Begegnet man derzeit einer maskentragenden Person, sucht man sie schnell mal ab nach Anzeichen von Kränklichkeit oder übergrosser Ängstlichkeit. Man verdächtigt sie, das menschliche Gesicht einzig als eine Schleuder von Spucke zu begreifen, als Herd von Viren, Bakterien, Ansteckung. Wovor fürchtet sie sich? Woran leidet sie? Was hat sie zu verbergen? Oder wird die Maske etwa als textile Trophäe vorgeführt, als Hinweis auf moralische Überlegenheit, Stichwort Virtue Signaling?
Noch nicht lange ist es her, da begannen die Interpretationsrädchen beim Gegenteil zu drehen: Nämlich wer keine Maske trug, der erschien als zweifelhaft. Ein Corona-Leugner? Ein unverschämter Egoist? Oder hatte man es mit einem zu tun, der die Maskenverweigerung zum Symbol von Revolte hochstilisierte, zum Pfand gegen Staatsgewalt, Kontrolle, Bevormundung, zum Platzhalter der Idee vom rückhaltlos selbstbestimmten Leben?
«Grundlage des Humanismus»
Seit in Deutschland mancherorts wieder Maskenpflicht herrscht, ist die Diskussion um deren Angemessenheit neu entfacht. Und abermals gibt es welche, die der staatlich verordneten Gesichtsvermummung mit Alarmbereitschaft und grossem Pathos entgegentreten.
Die eigentlich zentrale Frage nach deren Wirksamkeit im Kampf gegen Corona interessiert dabei nur am Rande. Viel wichtiger scheint den Maskenverächtern die prinzipielle Gefahr zu sein, der «zivilisatorische Einschnitt», der in ihren Augen von der Maske ausgeht.
Der Schriftsteller Daniel Kehlmann etwa zeigte sich in der «FAZ» überzeugt, dass es in Deutschland bereits unzählige Kinder gebe, «die das menschliche Gesicht für etwas Obszönes halten», für etwas also, «das man ebenso wenig entblösst herumtragen sollte wie Gesäss oder Genital». Dabei, so Kehlmann, sei es doch «die Grundlage eines zivilisierten Humanismus», einander mit entblösstem Gesicht zu begegnen.
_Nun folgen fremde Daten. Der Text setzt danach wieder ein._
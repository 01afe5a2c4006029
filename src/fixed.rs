use crate::errors::{IoError, Result};
use crate::traits::{
    read_one, resolve_seek, ByteReader, ByteScanner, Reader, Seeker, Whence,
};

/// Read-only, seekable view over a borrowed byte region.
///
/// There is no internal lock: the reader is meant for short-lived use by a
/// single owner, and every mutating call takes `&mut self`.
///
/// Reads never fail. At the end of the region they return `Ok(0)` rather
/// than [`IoError::Eof`]; callers who need an end marker either compare
/// [`position`](Self::position) against [`len`](Self::len) or use
/// [`read_byte`](ByteReader::read_byte), which does report EOF.
///
/// The region is immutable, so [`unread_byte`](ByteScanner::unread_byte)
/// only steps back over the byte that was just consumed.
#[derive(Debug, Clone)]
pub struct FixedBufferReader<'a> {
    data: &'a [u8],
    cursor: usize,
    unread: bool,
}

impl<'a> FixedBufferReader<'a> {
    pub fn new(data: &'a [u8]) -> Self {
        Self {
            data,
            cursor: 0,
            unread: false,
        }
    }

    pub fn len(&self) -> usize {
        self.data.len()
    }

    pub fn is_empty(&self) -> bool {
        self.data.is_empty()
    }

    pub fn position(&self) -> usize {
        self.cursor
    }

    pub fn remaining(&self) -> usize {
        self.data.len() - self.cursor
    }

    /// Borrow the next `min(n, remaining)` bytes without copying them and
    /// advance past them.
    pub fn view(&mut self, n: usize) -> &'a [u8] {
        let data: &'a [u8] = self.data;
        let count = n.min(self.remaining());
        let view = &data[self.cursor..self.cursor + count];
        self.cursor += count;
        self.unread = false;
        view
    }
}

impl<'a> Reader for FixedBufferReader<'a> {
    fn read(&mut self, buf: &mut [u8]) -> Result<usize> {
        if buf.is_empty() {
            return Ok(0);
        }
        let view = self.view(buf.len());
        buf[..view.len()].copy_from_slice(view);
        Ok(view.len())
    }
}

impl<'a> Seeker for FixedBufferReader<'a> {
    fn seek(&mut self, offset: i64, whence: Whence) -> Result<u64> {
        self.cursor = resolve_seek(self.cursor, self.len(), offset, whence)?;
        self.unread = false;
        Ok(self.cursor as u64)
    }
}

impl<'a> ByteReader for FixedBufferReader<'a> {
    fn read_byte(&mut self) -> Result<u8> {
        read_one(self)
    }
}

impl<'a> ByteScanner for FixedBufferReader<'a> {
    /// Step back over the previous byte, which must equal `byte`.
    fn unread_byte(&mut self, byte: u8) -> Result<()> {
        if self.unread {
            return Err(IoError::custom("a byte was already unread"));
        }
        let previous = self
            .cursor
            .checked_sub(1)
            .ok_or_else(|| IoError::custom("unread at start of region"))?;
        if self.data[previous] != byte {
            return Err(IoError::custom(format!(
                "unread byte {:#04x} differs from the byte at {}",
                byte, previous
            )));
        }
        self.cursor = previous;
        self.unread = true;
        Ok(())
    }
}

#[cfg(test)]
mod tests {
    use super::*;
    use rstest::rstest;

    const DATA: &[u8] = b"hello world";

    #[rstest]
    #[case(0, 0)]
    #[case(0, 5)]
    #[case(3, 5)]
    #[case(6, 100)]
    #[case(11, 4)]
    fn read_returns_min_of_request_and_remaining(
        #[case] cursor: i64,
        #[case] n: usize,
    ) {
        let mut reader = FixedBufferReader::new(DATA);
        reader.seek(cursor, Whence::Start).unwrap();

        let mut buf = vec![0u8; n];
        let read = reader.read(&mut buf).unwrap();

        let expected = n.min(DATA.len() - cursor as usize);
        assert_eq!(read, expected);
        assert_eq!(reader.position(), cursor as usize + expected);
        assert_eq!(&buf[..read], &DATA[cursor as usize..][..expected]);
    }

    #[test]
    fn exhausted_reader_returns_zero_without_error() {
        let mut reader = FixedBufferReader::new(b"ab");
        let mut buf = [0u8; 4];
        assert_eq!(reader.read(&mut buf), Ok(2));
        assert_eq!(reader.read(&mut buf), Ok(0));
        assert_eq!(reader.read(&mut buf), Ok(0));
        assert_eq!(reader.read_byte(), Err(IoError::Eof));
    }

    #[test]
    fn view_borrows_without_copying() {
        let mut reader = FixedBufferReader::new(DATA);
        let first = reader.view(5);
        assert_eq!(first, b"hello");
        assert_eq!(first.as_ptr(), DATA.as_ptr());
        assert_eq!(reader.view(100), b" world");
        assert!(reader.view(1).is_empty());
    }

    #[rstest]
    #[case(-1, Whence::Start, -1)]
    #[case(12, Whence::Start, 12)]
    #[case(1, Whence::End, 12)]
    #[case(-20, Whence::Current, -16)]
    fn out_of_range_seek_is_rejected(
        #[case] offset: i64,
        #[case] whence: Whence,
        #[case] attempted: i64,
    ) {
        let mut reader = FixedBufferReader::new(DATA);
        reader.seek(4, Whence::Start).unwrap();

        assert_eq!(
            reader.seek(offset, whence),
            Err(IoError::InvalidSeekOffset(attempted))
        );
        assert_eq!(reader.position(), 4);
    }

    #[test]
    fn seek_to_both_bounds_is_allowed() {
        let mut reader = FixedBufferReader::new(DATA);
        assert_eq!(reader.seek(0, Whence::End), Ok(DATA.len() as u64));
        assert_eq!(reader.seek(-(DATA.len() as i64), Whence::Current), Ok(0));
    }

    #[test]
    fn unread_byte_is_returned_next() {
        let mut reader = FixedBufferReader::new(b"xyz");
        assert_eq!(reader.read_byte(), Ok(b'x'));
        reader.unread_byte(b'x').unwrap();
        assert!(reader.unread_byte(b'x').is_err());

        let mut buf = [0u8; 3];
        assert_eq!(reader.read(&mut buf), Ok(3));
        assert_eq!(&buf, b"xyz");
        assert_eq!(reader.read_byte(), Err(IoError::Eof));
    }

    #[test]
    fn unread_keeps_position_consistent() {
        let mut reader = FixedBufferReader::new(b"abc");
        assert_eq!(reader.read_byte(), Ok(b'a'));
        reader.unread_byte(b'a').unwrap();

        assert_eq!(reader.position(), 0);
        assert_eq!(reader.remaining(), 3);
        assert_eq!(reader.seek(0, Whence::Current), Ok(0));
        assert_eq!(reader.read_byte(), Ok(b'a'));
        assert_eq!(reader.read_byte(), Ok(b'b'));

        reader.unread_byte(b'b').unwrap();
        assert_eq!(reader.view(2), b"bc");
    }

    #[rstest]
    #[case(b"", 0, b'a')]
    #[case(b"ab", 0, b'a')]
    #[case(b"ab", 1, b'b')]
    fn unread_rejects_anything_but_previous_byte(
        #[case] data: &[u8],
        #[case] cursor: i64,
        #[case] byte: u8,
    ) {
        let mut reader = FixedBufferReader::new(data);
        reader.seek(cursor, Whence::Start).unwrap();
        assert!(matches!(reader.unread_byte(byte), Err(IoError::Custom(_))));
        assert_eq!(reader.position(), cursor as usize);
    }

    #[test]
    fn seek_allows_a_new_unread() {
        let mut reader = FixedBufferReader::new(b"xyz");
        reader.seek(2, Whence::Start).unwrap();
        reader.unread_byte(b'y').unwrap();
        reader.seek(1, Whence::Current).unwrap();
        reader.unread_byte(b'y').unwrap();
        assert_eq!(reader.read_byte(), Ok(b'y'));
    }
}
Denn das Antlitz sei der «Spiegel unserer Seelen».
Schau mir in die Augen, Kleines
Schon. Aber eben, muss man die Maske gleich so hoch hängen? Wir gewöhnten uns relativ leicht an sie und ebenso leicht gewöhnten wir sie uns wieder ab.
Abgesehen davon: Gelten nicht auch die Augen als Spiegel der Seele? Als Forscher der englischen Universität Cardiff während der Pandemie eine Untersuchung zur Akzeptanz der Maske machten, stellten sie fest, dass Menschen mit Maske als signifikant attraktiver bewertet wurden als Menschen ohne. Sie erklärten dies unter anderem damit, dass man sich im verhüllten Angesicht auf die Augen des Gegenübers konzentriere. Alles wird gut.
Ursula von Arx trug die Maske immer, wenn sie musste, und nie gern. Von Arx schreibt jeden zweiten Montag im Blick.